[WHAT YOU WILL DO]
Read through the data and report every line in which the word "Cursor" occurs.

Data entries:
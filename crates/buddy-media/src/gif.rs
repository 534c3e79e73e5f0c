//! GIF frame sampling.

use buddy_core::error::MediaError;
use image::codecs::gif::GifDecoder;
use image::{AnimationDecoder, DynamicImage, ImageDecoder, ImageFormat, Limits};
use std::collections::HashMap;
use std::io::Cursor;

/// Largest accepted canvas side, in pixels.
const MAX_GIF_SIDE: u32 = 4096;

/// Frames to sample from an `n`-frame animation: second, middle,
/// second-to-last. Indices repeat for very short animations.
pub fn gif_frame_indices(frame_count: usize) -> Vec<usize> {
    if frame_count == 0 {
        return Vec::new();
    }
    let second = usize::from(frame_count > 1);
    let middle = frame_count / 2;
    let pre_last = frame_count.saturating_sub(2);
    vec![second, middle, pre_last]
}

fn decode_error(e: image::ImageError) -> MediaError {
    MediaError::Decode(format!("failed to decode gif: {e}"))
}

fn open_decoder(data: &[u8]) -> Result<GifDecoder<Cursor<&[u8]>>, MediaError> {
    let mut decoder = GifDecoder::new(Cursor::new(data)).map_err(decode_error)?;
    let mut limits = Limits::default();
    limits.max_image_width = Some(MAX_GIF_SIDE);
    limits.max_image_height = Some(MAX_GIF_SIDE);
    decoder
        .set_limits(limits)
        .map_err(|e| MediaError::Decode(format!("gif exceeds decode limits: {e}")))?;
    Ok(decoder)
}

/// Re-encode the sampled frames as PNG.
///
/// Decodes twice: once to count frames, once to keep the sampled ones, so
/// at most one decoded frame and three encoded ones are held at a time.
/// CPU-bound; call from a blocking task.
pub fn gif_frames_to_png(data: &[u8]) -> Result<Vec<Vec<u8>>, MediaError> {
    let mut count = 0usize;
    for frame in open_decoder(data)?.into_frames() {
        frame.map_err(decode_error)?;
        count += 1;
    }
    if count == 0 {
        return Err(MediaError::Decode("gif has no frames".into()));
    }

    let wanted = gif_frame_indices(count);
    let last_wanted = wanted.iter().copied().max().unwrap_or_default();

    let mut encoded: HashMap<usize, Vec<u8>> = HashMap::with_capacity(wanted.len());
    for (idx, frame) in open_decoder(data)?
        .into_frames()
        .enumerate()
        .take(last_wanted + 1)
    {
        let frame = frame.map_err(decode_error)?;
        if !wanted.contains(&idx) {
            continue;
        }
        let mut png = Vec::new();
        DynamicImage::ImageRgba8(frame.into_buffer())
            .write_to(&mut Cursor::new(&mut png), ImageFormat::Png)
            .map_err(|e| MediaError::Decode(format!("failed to encode gif frame: {e}")))?;
        encoded.insert(idx, png);
    }

    wanted
        .iter()
        .map(|idx| {
            encoded
                .get(idx)
                .cloned()
                .ok_or_else(|| MediaError::Decode(format!("gif frame {idx} missing")))
        })
        .collect()
}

[ANSWER FOR THE TASK]
use std::io::Cursor;
fn open_decoder(data: &[u8]) -> Result<GifDecoder<Cursor<&[u8]>>, MediaError> {
    let mut decoder = GifDecoder::new(Cursor::new(data)).map_err(decode_error)?;
            .write_to(&mut Cursor::new(&mut png), ImageFormat::Png)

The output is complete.